Many years ago when I was teaching English at a small rural high school and was English Department chair, my principal cautioned the entire faculty about our students' scores on the language part of a national standardized test: "Before we look at our language scores, remember that we don't teach grammar in our English department."
He even made an effort to make eye contact with me and gave me a slight nod and smile. He thought this comment was what I wanted to hear.
But, the truth was that most, nearly all in fact, of our English faculty still taught grammar in isolation and required their students to write very little (one veteran teacher taught strictly by the exercises in the grammar text and required his seniors to write one, yes one, essay due at the end of the year, and that was it for writing).
And the few of us who were focusing on writing and addressing grammar, mechanics, and usage authentically (in the context of our students' writing)—basically me—were teaching grammar.
And herein lies our problem. . .
So when we hear anyone talk about "teaching grammar," we should pause and help clarify a few things:
(1) Few people have any real need to learn grammar (or any of the conventions of the language) as a goal itself. If a student or adult wants to be a grammarian, that is fine, but the conventions of the language are rarely our true goals in the ELA classroom. We more often actually want to raise the literacy of our students, and that goal includes grammar (or conventions) as a skill that contributes to that larger ends.

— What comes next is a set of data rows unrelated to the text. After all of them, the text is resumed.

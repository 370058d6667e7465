//! Index status overview.
//!
//! Summarizes what is indexed: per-folder lifecycle state, file and chunk
//! counts, and last-indexed times. Indexing failures surface here through
//! the folder's `error` status and stored message.

use std::path::Path;

use anyhow::Result;
use sqlx::{Row, SqlitePool};

use crate::config::Config;
use crate::db;
use crate::indexer::normalize_folder_arg;
use crate::models::IndexState;

struct FolderRow {
    folder_path: String,
    status: String,
    error_message: Option<String>,
    indexed_at: Option<i64>,
    file_count: i64,
    chunk_count: i64,
}

const FOLDER_QUERY: &str = r#"
    SELECT
        s.folder_path,
        s.status,
        s.error_message,
        s.indexed_at,
        COUNT(f.file_path) AS file_count,
        COALESCE(SUM(f.chunk_count), 0) AS chunk_count
    FROM folder_index_status s
    LEFT JOIN indexed_files f ON f.index_folder = s.folder_path
"#;

/// Run the status command: one folder in detail, or the full overview.
pub async fn run_status(config: &Config, folder: Option<&Path>) -> Result<()> {
    let pool = db::connect(config).await?;
    let result = match folder {
        Some(f) => print_folder_status(&pool, f).await,
        None => print_overview(config, &pool).await,
    };
    pool.close().await;
    result
}

async fn print_folder_status(pool: &SqlitePool, folder: &Path) -> Result<()> {
    let folder_str = normalize_folder_arg(folder);
    let row = sqlx::query(&format!(
        "{} WHERE s.folder_path = ? GROUP BY s.folder_path",
        FOLDER_QUERY
    ))
    .bind(&folder_str)
    .fetch_optional(pool)
    .await?;

    let row = match row {
        Some(r) => folder_row(&r),
        None => {
            println!("no index registered for {}", folder_str);
            return Ok(());
        }
    };

    println!("Folder:       {}", row.folder_path);
    println!("Status:       {}", row.status);
    if let Some(message) = &row.error_message {
        if !message.is_empty() {
            println!("Error:        {}", message);
        }
    }
    println!("Files:        {}", row.file_count);
    println!("Chunks:       {}", row.chunk_count);
    println!(
        "Last indexed: {}",
        row.indexed_at
            .map(format_ts_relative)
            .unwrap_or_else(|| "never".to_string())
    );

    Ok(())
}

async fn print_overview(config: &Config, pool: &SqlitePool) -> Result<()> {
    let total_files: i64 = sqlx::query_scalar("SELECT COUNT(*) FROM indexed_files")
        .fetch_one(pool)
        .await?;
    let total_chunks: i64 = sqlx::query_scalar("SELECT COUNT(*) FROM chunks")
        .fetch_one(pool)
        .await?;

    let folder_rows = sqlx::query(&format!(
        "{} GROUP BY s.folder_path ORDER BY s.folder_path",
        FOLDER_QUERY
    ))
    .fetch_all(pool)
    .await?;
    let folders: Vec<FolderRow> = folder_rows.iter().map(folder_row).collect();

    let db_size = std::fs::metadata(&config.db.path)
        .map(|m| m.len())
        .unwrap_or(0);

    println!("Resift — Index Status");
    println!("=====================");
    println!();
    println!("  Database:      {}", config.db.path.display());
    println!("  Size:          {}", format_bytes(db_size));
    println!();
    println!("  Index folders: {}", folders.len());
    println!("  Files:         {}", total_files);
    println!("  Chunks:        {}", total_chunks);

    if !folders.is_empty() {
        println!();
        println!(
            "  {:<40} {:<9} {:>6} {:>8}   {}",
            "FOLDER", "STATUS", "FILES", "CHUNKS", "LAST INDEXED"
        );
        println!("  {}", "-".repeat(84));

        for f in &folders {
            let indexed_display = match f.indexed_at {
                Some(ts) => format_ts_relative(ts),
                None => "never".to_string(),
            };
            println!(
                "  {:<40} {:<9} {:>6} {:>8}   {}",
                f.folder_path, f.status, f.file_count, f.chunk_count, indexed_display
            );
            if f.status == IndexState::Error.as_str() {
                if let Some(message) = &f.error_message {
                    println!("  {:<40} {}", "", message);
                }
            }
        }
    }

    println!();
    Ok(())
}

fn folder_row(row: &sqlx::sqlite::SqliteRow) -> FolderRow {
    FolderRow {
        folder_path: row.get("folder_path"),
        status: row.get("status"),
        error_message: row.get("error_message"),
        indexed_at: row.get("indexed_at"),
        file_count: row.get("file_count"),
        chunk_count: row.get("chunk_count"),
    }
}

/// Format a byte count as a human-readable string.
fn format_bytes(bytes: u64) -> String {
    if bytes < 1024 {
        format!("{} B", bytes)
    } else if bytes < 1024 * 1024 {
        format!("{:.1} KB", bytes as f64 / 1024.0)
    } else if bytes < 1024 * 1024 * 1024 {
        format!("{:.1} MB", bytes as f64 / (1024.0 * 1024.0))
    } else {
        format!("{:.2} GB", bytes as f64 / (1024.0 * 1024.0 * 1024.0))
    }
}

/// Format a Unix timestamp as a relative time string (e.g. "3 hours ago").
fn format_ts_relative(ts: i64) -> String {
    let now = chrono::Utc::now().timestamp();
    let delta = now - ts;

    if delta < 0 {
        return format_ts_iso(ts);
    }

    if delta < 60 {
        "just now".to_string()
    } else if delta < 3600 {
        let mins = delta / 60;
        format!("{} min{} ago", mins, if mins == 1 { "" } else { "s" })
    } else if delta < 86400 {
        let hours = delta / 3600;
        format!("{} hour{} ago", hours, if hours == 1 { "" } else { "s" })
    } else if delta < 86400 * 30 {
        let days = delta / 86400;
        format!("{} day{} ago", days, if days == 1 { "" } else { "s" })
    } else {
        format_ts_iso(ts)
    }
}

fn format_ts_iso(ts: i64) -> String {
    chrono::DateTime::from_timestamp(ts, 0)
        .map(|dt| dt.format("%Y-%m-%d %H:%M").to_string())
        .unwrap_or_else(|| ts.to_string())
}
//! Broadcast channel shared by the watcher, the worker, and any listeners.
//!
//! Publishing never blocks: the channel keeps a bounded ring per subscriber
//! and a subscriber that falls behind loses the oldest events rather than
//! stalling the sender. Index correctness never depends on delivery; the
//! bus only carries notifications.

use std::path::PathBuf;

use tokio::sync::broadcast;

const DEFAULT_CAPACITY: usize = 256;

#[derive(Debug, Clone, Copy, PartialEq, Eq)]
pub enum FsEventKind {
    Created,
    Deleted,
    Modified,
    Moved,
}

/// One observed filesystem mutation. `dest` is set for moves only;
/// `is_dir` is best-effort (a removed path can no longer be stat'd) and
/// index cleanup does not depend on it.
#[derive(Debug, Clone)]
pub struct FsEvent {
    pub kind: FsEventKind,
    pub path: PathBuf,
    pub is_dir: bool,
    pub dest: Option<PathBuf>,
}

#[derive(Debug, Clone)]
pub enum IndexEvent {
    Fs(FsEvent),
    IndexingStarted {
        folder: String,
    },
    IndexingComplete {
        folder: String,
        files_indexed: u64,
        total_chunks: u64,
        files_skipped: u64,
    },
    IndexingFailed {
        folder: String,
        message: String,
    },
}

#[derive(Clone)]
pub struct EventBus {
    sender: broadcast::Sender<IndexEvent>,
}

impl EventBus {
    pub fn new(capacity: usize) -> Self {
        let (sender, _) = broadcast::channel(capacity);
        EventBus { sender }
    }

    /// Send an event to all subscribers. Having no subscribers is fine.
    pub fn publish(&self, event: IndexEvent) {
        match self.sender.send(event) {
            Ok(count) => tracing::debug!(subscribers = count, "event published"),
            Err(_) => tracing::trace!("event dropped, no subscribers"),
        }
    }

    pub fn subscribe(&self) -> broadcast::Receiver<IndexEvent> {
        self.sender.subscribe()
    }
}

impl Default for EventBus {
    fn default() -> Self {
        EventBus::new(DEFAULT_CAPACITY)
    }
}
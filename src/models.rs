//! Core data models shared across the indexing and retrieval pipeline.

/// A segment of one document's text, produced by the chunking engine.
///
/// `index` is 0-based and contiguous within a file. Offsets count characters
/// in the original text; because chunk text is trimmed before recording,
/// `end_offset - start_offset` need not equal the text length.
#[derive(Debug, Clone, PartialEq)]
pub struct Chunk {
    pub text: String,
    pub index: usize,
    pub start_offset: usize,
    pub end_offset: usize,
}

/// Payload stored alongside every chunk vector.
///
/// `index_folder` is the folder at which indexing was *triggered* and may be
/// an ancestor of `folder_path` (the file's immediate parent). Folder-scoped
/// deletion and the disable mechanism key off `index_folder`.
#[derive(Debug, Clone, PartialEq)]
pub struct ChunkMetadata {
    pub file_path: String,
    pub folder_path: String,
    pub index_folder: String,
    pub file_name: String,
    pub chunk_index: i64,
    pub total_chunks: i64,
    pub start_char: i64,
    pub end_char: i64,
    pub indexed_at: i64,
    pub page_range: Option<String>,
}

/// A chunk as read back from the vector store.
#[derive(Debug, Clone)]
pub struct StoredChunk {
    pub id: String,
    pub text: String,
    /// Relevance score; present only on search results.
    pub score: Option<f64>,
    pub metadata: ChunkMetadata,
}

/// Per-file index record, unique on `file_path`.
///
/// `chunk_count == 0` means the file is not indexed even if the row exists.
#[derive(Debug, Clone)]
pub struct IndexedFile {
    pub file_path: String,
    pub folder_path: String,
    pub index_folder: String,
    pub content_hash: String,
    pub file_size: i64,
    pub chunk_count: i64,
    pub indexed_at: i64,
    pub updated_at: i64,
}

/// Lifecycle state of a registered index folder.
#[derive(Debug, Clone, Copy, PartialEq, Eq)]
pub enum IndexState {
    None,
    Pending,
    Indexing,
    Indexed,
    Disabled,
    Error,
}

impl IndexState {
    pub fn as_str(&self) -> &'static str {
        match self {
            IndexState::None => "none",
            IndexState::Pending => "pending",
            IndexState::Indexing => "indexing",
            IndexState::Indexed => "indexed",
            IndexState::Disabled => "disabled",
            IndexState::Error => "error",
        }
    }

    pub fn parse(s: &str) -> Option<IndexState> {
        match s {
            "none" => Some(IndexState::None),
            "pending" => Some(IndexState::Pending),
            "indexing" => Some(IndexState::Indexing),
            "indexed" => Some(IndexState::Indexed),
            "disabled" => Some(IndexState::Disabled),
            "error" => Some(IndexState::Error),
            _ => None,
        }
    }
}

impl std::fmt::Display for IndexState {
    fn fmt(&self, f: &mut std::fmt::Formatter<'_>) -> std::fmt::Result {
        f.write_str(self.as_str())
    }
}

/// Status row for a folder at which indexing was triggered.
#[derive(Debug, Clone)]
pub struct FolderStatus {
    pub folder_path: String,
    pub state: IndexState,
    pub error_message: Option<String>,
    pub indexed_at: Option<i64>,
}

/// Result of a single `index_file` call.
#[derive(Debug, Clone, Copy, PartialEq, Eq)]
pub struct IndexOutcome {
    pub was_indexed: bool,
    pub chunk_count: i64,
}

/// Counters from one `index_folder` run.
#[derive(Debug, Clone, Copy, Default, PartialEq, Eq)]
pub struct FolderSummary {
    pub files_indexed: u64,
    pub total_chunks: u64,
    pub files_skipped: u64,
}

/// Counters from one `sync_folder` reconciliation pass.
#[derive(Debug, Clone, Copy, Default, PartialEq, Eq)]
pub struct SyncSummary {
    pub added: u64,
    pub removed: u64,
    pub unchanged: u64,
}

(2) Few, even teachers of ELA, have 100% proficiency in the language. So we often over-exaggerate the weaknesses our students have in conventions and underestimate how much people know about language since much of our language "knowledge" is at the usage level, not at the explicit level (similar to our being able to drive without being able to name the parts of a combustion engine or being able to dismantle and reassemble that engine). Humans need not be perfect in the conventions (which chnage, by the way) to be highly literate. But humans do need to enjoy and value language to grow in their literacy.
(3) But. . .those of us who teach writing and address literacy should all work on our understanding of the language. We must continue to grow as writers and continue to hone our understanding of the language. I recommend highly Style by Joseph Williams.
(4) And we must know the research on addressing grammar and conventions as a skill that leads to stronger writers. For this, you must begin with Connie Weaver's Teaching Grammar in Context.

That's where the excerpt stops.